We proceeded with the drinking before we walked to the Capitol Building, debating politics and morality the whole way. “If human rights were inalienable, how can they be taken away?” Richardson asked Tom. He was stumped. “Fuckeeng owned,” Alexandre said, starting a debate with him about secular democracy versus Christian fascism. “Christianity is virtuous, dhus eet is no problem to have eet run a dictatorship; I cannot say de same about your measly nursing home deemocracie.” Tom fumed, he was “rustled” in Richardson’s parlance. He criticized Richardson’s flirtations with reactionary politics. How tame they were then! Richardson and I explained to our French-Canadian friends how America self-consciously styled itself on the Roman Republic and the city states of Greece, pointing to how this reflected in the national architecture. “Our Capitol is a Basilica, not to any theology of old, but to the theology of freedom,” I said with triumph.
As CLT later reminded me, Alexandre went on a rant about how he’d rape and then kill a tripfag on /mu/ known as “poly,” an annoying guy who ruined the board by spamming the godawful composer Schnittke.

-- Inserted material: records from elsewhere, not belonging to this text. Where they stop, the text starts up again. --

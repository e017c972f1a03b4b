//! Graph Validation
//!
//! Structural checks run after a pass has mutated a graph: references must
//! point to live nodes, schedules must agree with node block assignments,
//! and phis must have one input per predecessor.

use super::{BlockId, Graph, NodeId, NodeKind};
use std::fmt;

/// Types of validation errors
#[derive(Debug, Clone, PartialEq, Eq)]
pub enum ValidationErrorKind {
    /// A live node refers to a removed node
    DanglingReference { node: NodeId, missing: NodeId },

    /// A block schedule lists a removed node
    ScheduledMissingNode { block: BlockId, node: NodeId },

    /// A scheduled node claims a different block
    BlockMismatch { node: NodeId, block: BlockId },

    /// Phi input count differs from the predecessor count
    PhiArity { phi: NodeId, expected: usize, found: usize },

    /// A control transfer node is not last in its block
    MisplacedControlTransfer { block: BlockId, node: NodeId },
}

impl fmt::Display for ValidationErrorKind {
    fn fmt(&self, f: &mut fmt::Formatter<'_>) -> fmt::Result {
        match self {
            ValidationErrorKind::DanglingReference { node, missing } => {
                write!(f, "{} references removed node {}", node, missing)
            }
            ValidationErrorKind::ScheduledMissingNode { block, node } => {
                write!(f, "{} schedules removed node {}", block, node)
            }
            ValidationErrorKind::BlockMismatch { node, block } => {
                write!(f, "{} is scheduled in {} but claims another block", node, block)
            }
            ValidationErrorKind::PhiArity {
                phi,
                expected,
                found,
            } => write!(f, "phi {} has {} inputs, expected {}", phi, found, expected),
            ValidationErrorKind::MisplacedControlTransfer { block, node } => {
                write!(f, "{} in {} is not the last node", node, block)
            }
        }
    }
}

/// Check the structural invariants of `graph`.
pub fn validate_graph(graph: &Graph) -> Result<(), Vec<ValidationErrorKind>> {
    let mut errors = Vec::new();

    for (id, node) in graph.live_nodes() {
        for referenced in node.references() {
            if !graph.contains(referenced) {
                errors.push(ValidationErrorKind::DanglingReference {
                    node: id,
                    missing: referenced,
                });
            }
        }
    }

    for block in graph.blocks() {
        for (index, &node_id) in block.nodes.iter().enumerate() {
            let Some(node) = graph.node(node_id) else {
                errors.push(ValidationErrorKind::ScheduledMissingNode {
                    block: block.id,
                    node: node_id,
                });
                continue;
            };
            if node.block != Some(block.id) {
                errors.push(ValidationErrorKind::BlockMismatch {
                    node: node_id,
                    block: block.id,
                });
            }
            if node.kind.is_control_transfer() && index + 1 != block.nodes.len() {
                errors.push(ValidationErrorKind::MisplacedControlTransfer {
                    block: block.id,
                    node: node_id,
                });
            }
        }

        for &phi in &block.phis {
            match graph.node(phi) {
                Some(node) if matches!(node.kind, NodeKind::Phi { .. }) => {
                    if node.inputs.len() != block.predecessors.len() {
                        errors.push(ValidationErrorKind::PhiArity {
                            phi,
                            expected: block.predecessors.len(),
                            found: node.inputs.len(),
                        });
                    }
                }
                _ => errors.push(ValidationErrorKind::ScheduledMissingNode {
                    block: block.id,
                    node: phi,
                }),
            }
        }
    }

    if errors.is_empty() {
        Ok(())
    } else {
        Err(errors)
    }
}
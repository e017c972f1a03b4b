//! Counters collected while the analysis runs

use super::effects::{Effect, EffectList};
use crate::ir::{Graph, NodeKind};
use serde::Serialize;
use std::collections::HashMap;
use std::fmt;

#[derive(Debug, Clone, Default, PartialEq, Eq, Serialize)]
pub struct EscapeAnalysisStats {
    /// Allocations replaced by virtual objects
    pub allocations_virtualized: usize,
    /// Fields and elements tracked for virtual objects
    pub fields_virtualized: usize,
    /// Materializations recorded in the final effect list
    pub materializations: usize,
    /// Field patches closing materialization cycles
    pub patched_fields: usize,
    pub loads_removed: usize,
    pub stores_removed: usize,
    pub monitors_removed: usize,
    /// Type checks, null checks, identity comparisons and hub or length
    /// reads folded to a constant or to their input
    pub checks_folded: usize,
    /// Loop bodies processed, counting retries
    pub loop_attempts: usize,
    pub loop_retries: usize,
    /// Merges processed, counting those of discarded loop attempts
    pub merges: usize,
    /// Phis added for merged fields, loop-carried fields and mixed objects
    pub phis_created: usize,
    pub blocks_processed: usize,
}

impl EscapeAnalysisStats {
    /// Count what the final effect list does to `graph`. Discarded loop
    /// attempts are not part of the list and do not show up here.
    pub fn record_effects(&mut self, graph: &Graph, effects: &EffectList) {
        for effect in effects.iter() {
            match effect {
                Effect::AddMaterialization { .. } => self.materializations += 1,
                Effect::AddFloatingNode {
                    kind: NodeKind::Phi { .. },
                    ..
                } => self.phis_created += 1,
                Effect::PatchField { .. } => self.patched_fields += 1,
                Effect::EliminateMonitor { .. } => self.monitors_removed += 1,
                Effect::DeleteNode { node } => match graph.node(*node) {
                    Some(n) => match n.kind {
                        NodeKind::NewInstance { .. } | NodeKind::NewArray { .. } => {
                            self.allocations_virtualized += 1;
                            self.fields_virtualized += n.inputs.len();
                        }
                        NodeKind::LoadField { .. } | NodeKind::LoadIndexed { .. } => {
                            self.loads_removed += 1
                        }
                        NodeKind::StoreField { .. } | NodeKind::StoreIndexed { .. } => {
                            self.stores_removed += 1
                        }
                        _ => self.checks_folded += 1,
                    },
                    None => {}
                },
                _ => {}
            }
        }
    }

    pub fn combine(&mut self, other: &EscapeAnalysisStats) {
        self.allocations_virtualized += other.allocations_virtualized;
        self.fields_virtualized += other.fields_virtualized;
        self.materializations += other.materializations;
        self.patched_fields += other.patched_fields;
        self.loads_removed += other.loads_removed;
        self.stores_removed += other.stores_removed;
        self.monitors_removed += other.monitors_removed;
        self.checks_folded += other.checks_folded;
        self.loop_attempts += other.loop_attempts;
        self.loop_retries += other.loop_retries;
        self.merges += other.merges;
        self.phis_created += other.phis_created;
        self.blocks_processed += other.blocks_processed;
    }

    /// Named counters, as reported through the pass manager.
    pub fn to_map(&self) -> HashMap<String, usize> {
        [
            ("allocations_virtualized", self.allocations_virtualized),
            ("fields_virtualized", self.fields_virtualized),
            ("materializations", self.materializations),
            ("patched_fields", self.patched_fields),
            ("loads_removed", self.loads_removed),
            ("stores_removed", self.stores_removed),
            ("monitors_removed", self.monitors_removed),
            ("checks_folded", self.checks_folded),
            ("loop_attempts", self.loop_attempts),
            ("loop_retries", self.loop_retries),
            ("merges", self.merges),
            ("phis_created", self.phis_created),
            ("blocks_processed", self.blocks_processed),
        ]
        .into_iter()
        .map(|(k, v)| (k.to_string(), v))
        .collect()
    }
}

impl fmt::Display for EscapeAnalysisStats {
    fn fmt(&self, f: &mut fmt::Formatter<'_>) -> fmt::Result {
        write!(
            f,
            "{} virtualized, {} materialized, {} loads / {} stores removed, {} loop attempts",
            self.allocations_virtualized,
            self.materializations,
            self.loads_removed,
            self.stores_removed,
            self.loop_attempts
        )
    }
}
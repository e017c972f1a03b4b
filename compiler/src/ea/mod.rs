//! Partial escape analysis and scalar replacement
//!
//! Allocations that do not escape on a control-flow path are replaced by
//! their field values on that path. An allocation is only performed for real
//! ("materialized") where the object escapes, which may be on some branches
//! and not others.
//!
//! The pass is split into:
//! - [`block_iterator`]: generic, reentrant walk over blocks, merges and loops
//! - [`state`]: the abstract per-path state of virtual objects
//! - [`effects`]: deferred graph edits with checkpoint/backtrack
//! - [`context`], [`virtualize`], [`merge`], [`loops`]: the transfer functions
//! - [`phase`]: entry points that run the analysis and apply its results

pub mod block_iterator;
pub mod closure;
pub mod config;
pub mod context;
pub mod effects;
pub mod error;
pub mod loops;
pub mod merge;
pub mod phase;
pub mod state;
pub mod stats;
pub mod virtualize;

pub use block_iterator::{BlockIteratorClosure, ControlEdge, LoopInfo, MergeableBlockState};
pub use closure::PartialEscapeClosure;
pub use config::EscapeAnalysisConfig;
pub use effects::{Checkpoint, Effect, EffectList};
pub use error::EscapeAnalysisError;
pub use phase::{EscapeAnalysisReport, PartialEscapePhase};
pub use state::{BlockState, ObjectContents, ObjectState, VirtualObjectDescriptor};
pub use stats::EscapeAnalysisStats;
pub use virtualize::{classify, NodeCategory};
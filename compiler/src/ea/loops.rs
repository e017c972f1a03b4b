//! Loop processing
//!
//! A loop body is analyzed under the assumption that the state at the header
//! is the state on entry, with a phi for every field known to change. The
//! back-edge states then decide whether that assumption held. If an object
//! has to be real on some back edge, it is materialized before the loop and
//! the body is analyzed again; if a field turned out to change, a phi is
//! added for it. Effects of a failed attempt are discarded by backtracking.

use super::block_iterator::{self, MergeableBlockState};
use super::closure::PartialEscapeClosure;
use super::effects::EffectList;
use super::state::{BlockState, ObjectContents};
use super::EscapeAnalysisError;
use crate::ir::{BlockId, Loop, NodeId, NodeKind, Position, ValueKind, VirtualObjectId};
use fxhash::FxHashMap;
use log::{debug, trace};
use smallvec::smallvec;
use std::collections::BTreeSet;

/// A field of a virtual object that needs a phi at the loop header
type PhiDesc = (VirtualObjectId, usize);

impl<'g> PartialEscapeClosure<'g> {
    pub(super) fn process_loop_until_stable(
        &mut self,
        l: &Loop,
        initial: BlockState,
    ) -> Result<Vec<BlockState>, EscapeAnalysisError> {
        let cfg = self.cfg;
        let graph = self.ctx.graph;
        let mut initial = initial;
        let predecessors = cfg.predecessors(l.header);
        let forward_end = predecessors
            .first()
            .copied()
            .ok_or(EscapeAnalysisError::MissingLoopState {
                header: l.header,
                block: l.header,
            })?;
        let header_phis: Vec<NodeId> = graph
            .block(l.header)
            .map(|b| b.phis.clone())
            .unwrap_or_default();
        let mut phi_descs: BTreeSet<PhiDesc> = BTreeSet::new();
        let max_attempts = self.ctx.config.max_loop_iterations;

        for attempt in 1..=max_attempts {
            self.ctx.stats.loop_attempts += 1;
            let checkpoint = self.effects.checkpoint();
            let mut state = initial.clone_state();
            let mut success = EffectList::new();

            for &(object, index) in &phi_descs {
                let Some(value) = state.fields(object).and_then(|f| f.get(index).copied()) else {
                    continue;
                };
                let value = match state.object_for(value) {
                    Some(target) => state.materialized_value(target).ok_or_else(|| {
                        EscapeAnalysisError::InvalidGraph(format!(
                            "{} is virtual in a field phi of loop {}",
                            target, l.header
                        ))
                    })?,
                    None => state.resolve(value),
                };
                let stamp = self
                    .ctx
                    .descriptor(object)?
                    .fields
                    .get(index)
                    .copied()
                    .unwrap_or(ValueKind::Object);
                let phi = self.ctx.new_phi(&mut self.effects, l.header, stamp);
                self.effects.add_phi_input(phi, value);
                state.set_field(object, index, phi);
            }

            for &phi in &header_phis {
                if !self.ctx.is_marked(phi) {
                    continue;
                }
                let Some(entry) = graph.node(phi).and_then(|n| n.inputs.first().copied()) else {
                    continue;
                };
                if let Some(object) = initial.object_for(entry) {
                    match initial.materialized_value(object) {
                        None => {
                            state.add_alias(phi, object);
                            self.ctx.mark_usages(phi);
                        }
                        Some(value) => success.set_phi_input(phi, 0, value),
                    }
                }
            }

            self.effects.inc_level();
            let mut info = block_iterator::process_loop(self, cfg, l, state.clone_state())?;

            let mut additional: BTreeSet<VirtualObjectId> = BTreeSet::new();
            let known_phis = phi_descs.len();
            for (back_edge, end_state) in l.back_edges.iter().zip(info.end_states.iter_mut()) {
                let pred_index = predecessors
                    .iter()
                    .position(|p| p == back_edge)
                    .ok_or(EscapeAnalysisError::MissingLoopState {
                        header: l.header,
                        block: *back_edge,
                    })?;
                let end = LoopEnd {
                    header: l.header,
                    back_edge: *back_edge,
                    pred_index,
                    header_phis: &header_phis,
                };
                self.process_loop_end(&end, &state, end_state, &mut success, &mut additional, &mut phi_descs)?;
            }

            if additional.is_empty() && phi_descs.len() == known_phis {
                self.effects.append(success);
                for (exit, exit_state) in l.exits.iter().zip(info.exit_states.iter_mut()) {
                    self.process_loop_exit(l.header, *exit, &state, exit_state)?;
                }
                self.effects.dec_level();
                debug!("loop {} stable after {} attempt(s)", l.header, attempt);
                return Ok(info.exit_states);
            }

            trace!(
                "loop {} attempt {}: {} objects to materialize, {} field phis",
                l.header,
                attempt,
                additional.len(),
                phi_descs.len()
            );
            self.effects.backtrack(checkpoint);
            self.effects.dec_level();
            self.ctx.stats.loop_retries += 1;
            for object in additional {
                if initial.is_virtual(object) {
                    self.ctx.materialize_before(
                        &mut initial,
                        Position::BlockEnd(forward_end),
                        object,
                        &mut self.effects,
                    )?;
                }
            }
        }

        Err(EscapeAnalysisError::LoopIterationLimit {
            header: l.header,
            attempts: max_attempts,
        })
    }

    /// Compare the state at one back edge with the state assumed at the
    /// header. Objects that must be real before the loop go to
    /// `additional`; fields that change get a [`PhiDesc`].
    fn process_loop_end(
        &mut self,
        end: &LoopEnd<'_>,
        initial: &BlockState,
        end_state: &mut BlockState,
        success: &mut EffectList,
        additional: &mut BTreeSet<VirtualObjectId>,
        phi_descs: &mut BTreeSet<PhiDesc>,
    ) -> Result<(), EscapeAnalysisError> {
        let graph = self.ctx.graph;
        let position = Position::BlockEnd(end.back_edge);

        loop {
            let mut materialized = false;
            for (object, object_state) in initial.objects() {
                let Some(fields) = object_state.fields() else {
                    continue;
                };
                let Some(end_fields) = end_state.fields(object).map(<[NodeId]>::to_vec) else {
                    additional.insert(object);
                    continue;
                };
                for (value, end_value) in fields.iter().zip(&end_fields) {
                    let end_object = end_state.object_for(*end_value);
                    match initial.object_for(*value) {
                        Some(value_object) => {
                            let still_same = end_object == Some(value_object) && end_state.is_virtual(value_object);
                            if initial.is_virtual(value_object) && !still_same {
                                additional.insert(value_object);
                            }
                        }
                        None => {
                            if self.ctx.phi_block(*value) != Some(end.header) {
                                continue;
                            }
                            if let Some(end_object) = end_object {
                                if end_state.is_virtual(end_object) {
                                    self.ctx.materialize_before(end_state, position, end_object, success)?;
                                    materialized = true;
                                }
                            }
                        }
                    }
                }
            }

            for &phi in end.header_phis {
                if !self.ctx.is_marked(phi) {
                    continue;
                }
                let Some(node) = graph.node(phi) else {
                    continue;
                };
                let (Some(entry), Some(back)) = (node.inputs.first(), node.inputs.get(end.pred_index)) else {
                    continue;
                };
                let initial_object = initial.object_for(*entry);
                let initial_materialized = initial_object.map_or(true, |o| !initial.is_virtual(o));
                let end_object = end_state.object_for(*back);

                match end_object {
                    Some(end_object) if end_state.is_virtual(end_object) => {
                        if initial_materialized {
                            self.ctx.materialize_before(end_state, position, end_object, success)?;
                            materialized = true;
                        } else if let Some(initial_object) = initial_object {
                            if initial_object != end_object {
                                additional.insert(initial_object);
                            }
                        }
                    }
                    _ => {
                        if let Some(value) = end_object.and_then(|o| end_state.materialized_value(o)) {
                            success.set_phi_input(phi, end.pred_index, value);
                        }
                        if let (false, Some(initial_object)) = (initial_materialized, initial_object) {
                            additional.insert(initial_object);
                        }
                    }
                }
            }

            if !materialized {
                break;
            }
        }

        for (object, object_state) in initial.objects() {
            let Some(fields) = object_state.fields() else {
                continue;
            };
            let Some(end_fields) = end_state.fields(object) else {
                continue;
            };
            for (index, (value, end_value)) in fields.iter().zip(end_fields).enumerate() {
                let end_object = end_state.object_for(*end_value);
                match initial.object_for(*value) {
                    Some(value_object) => {
                        let Some(materialized) = initial.materialized_value(value_object) else {
                            continue;
                        };
                        let unchanged = match end_object {
                            Some(end_object) => end_state.materialized_value(end_object) == Some(materialized),
                            None => end_state.resolve(*end_value) == materialized,
                        };
                        if !unchanged {
                            phi_descs.insert((object, index));
                        }
                    }
                    None => {
                        if self.ctx.phi_block(*value) == Some(end.header) {
                            let input = match end_object {
                                Some(end_object) => end_state.materialized_value(end_object),
                                None => Some(end_state.resolve(*end_value)),
                            };
                            if let Some(input) = input {
                                success.add_phi_input(*value, input);
                            }
                        } else if value != end_value {
                            phi_descs.insert((object, index));
                        }
                    }
                }
            }
        }
        Ok(())
    }

    /// Insert value proxies for everything that leaves the loop through
    /// `exit` and was computed inside it.
    fn process_loop_exit(
        &mut self,
        header: BlockId,
        exit: BlockId,
        initial: &BlockState,
        exit_state: &mut BlockState,
    ) -> Result<(), EscapeAnalysisError> {
        let graph = self.ctx.graph;
        let mut proxies: FxHashMap<VirtualObjectId, (NodeId, NodeId)> = FxHashMap::default();
        if let Some(block) = graph.block(exit) {
            for &node_id in &block.nodes {
                let Some(node) = graph.node(node_id) else {
                    continue;
                };
                if !matches!(node.kind, NodeKind::ValueProxy { exit: e } if e == exit) {
                    continue;
                }
                if let Some(&value) = node.inputs.first() {
                    if let Some(object) = exit_state.object_for(value) {
                        proxies.insert(object, (node_id, value));
                    }
                }
            }
        }

        for object in exit_state.object_ids() {
            let initial_object = initial.object_state(object);
            let Some(contents) = exit_state.object_state(object).map(|s| s.contents.clone()) else {
                continue;
            };
            match contents {
                ObjectContents::Virtual { fields } => {
                    for (index, value) in fields.into_iter().enumerate() {
                        if exit_state.object_for(value).is_some() {
                            continue;
                        }
                        let defined_in_loop = self.ctx.phi_block(value) == Some(header)
                            || initial_object
                                .and_then(|s| s.fields())
                                .map_or(true, |f| f.get(index) != Some(&value));
                        if defined_in_loop {
                            let stamp = self.ctx.stamp_of(value);
                            let proxy = self.ctx.add_floating(
                                &mut self.effects,
                                NodeKind::ValueProxy { exit },
                                smallvec![value],
                                stamp,
                            );
                            exit_state.set_field(object, index, proxy);
                        }
                    }
                }
                ObjectContents::Materialized { value } => {
                    if initial_object.is_some_and(|s| !s.is_virtual()) {
                        continue;
                    }
                    let proxy = match proxies.get(&object) {
                        Some(&(proxy, old)) => {
                            if old != value {
                                self.effects.replace_input(proxy, old, value);
                            }
                            proxy
                        }
                        None => self.ctx.add_floating(
                            &mut self.effects,
                            NodeKind::ValueProxy { exit },
                            smallvec![value],
                            ValueKind::Object,
                        ),
                    };
                    exit_state.set_materialized(object, proxy);
                }
            }
        }
        Ok(())
    }
}

/// The back edge a loop-end comparison is about
struct LoopEnd<'a> {
    header: BlockId,
    back_edge: BlockId,
    /// Index of the back edge among the header's predecessors
    pred_index: usize,
    header_phis: &'a [NodeId],
}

“I have no idea what they’re talking about half the time,” Red said to Maria when we got back inside. “But I just go with it” I looked over at him. What, does he want me to feel guilty for finally being able to talk about this stuff instead of babbling about weed and bullshit back home? He was able to get along with Richardson just fine. But he was no match for Henri, whom Richardson later called “a great conversationalist.”
Richardson was fascinating, very smart but very kind, a mediator between our rugged boyishness and the more mature and timid tastes of the friends of his friend. These were adults; I observed Tom’s bookshelf and was impressed with the thoroughly creased spine of his copy of Tocqueville’s Democracy in America, and the way he actually applied his book learning to engage in the world of legislation and policymaking. We were manifestly not adults, and Richardson could not compensate for every off-color comment we made. Alexandre was whispering to us about the hosts’ friend, a hefty African American. “Ee’ve never seen one dat large.” “Shut the hell up, man,” Richardson said. Alexandre set off a downright nuclear bomb at the end of the night during a conversation about Game of Thrones, causing a riot of horror in Maria and Tom. “Dis is absurd, dis is absurd,” he kept repeating as they raged. I will let Richardson explain the story as he later reported it on 4chan:
Late into the night he started ranting about how he would rape Ellie Kendrick of Game of Thrones as punishment for being so ugly. It really bothered the hostess, and I told him to apologize because she'd been so nice to let all these strangers crash at her apartment, so I called him on it and told him to apologize. He refused, on the grounds that he wasn't sorry and stood by what he'd said. However, in a bizarre display of backwards integrity, he declared he could not stay under the roof of someone who disapproved of him, and that he would sleep on the sidewalk of Washington D.C. instead. We tried to talk him out of this on the grounds that he didn't really deserve to be raped and murdered (as far as I know), but succeeded only in convincing him to sleep in Finn’s car instead. He wanted to bring the handle of rum and the keys to just “drive around for a while, maaayn,” but only got to keep the rum. Entertaining guy, honestly. He behaves exactly how he does on 4chan, and is rich enough to get away with it.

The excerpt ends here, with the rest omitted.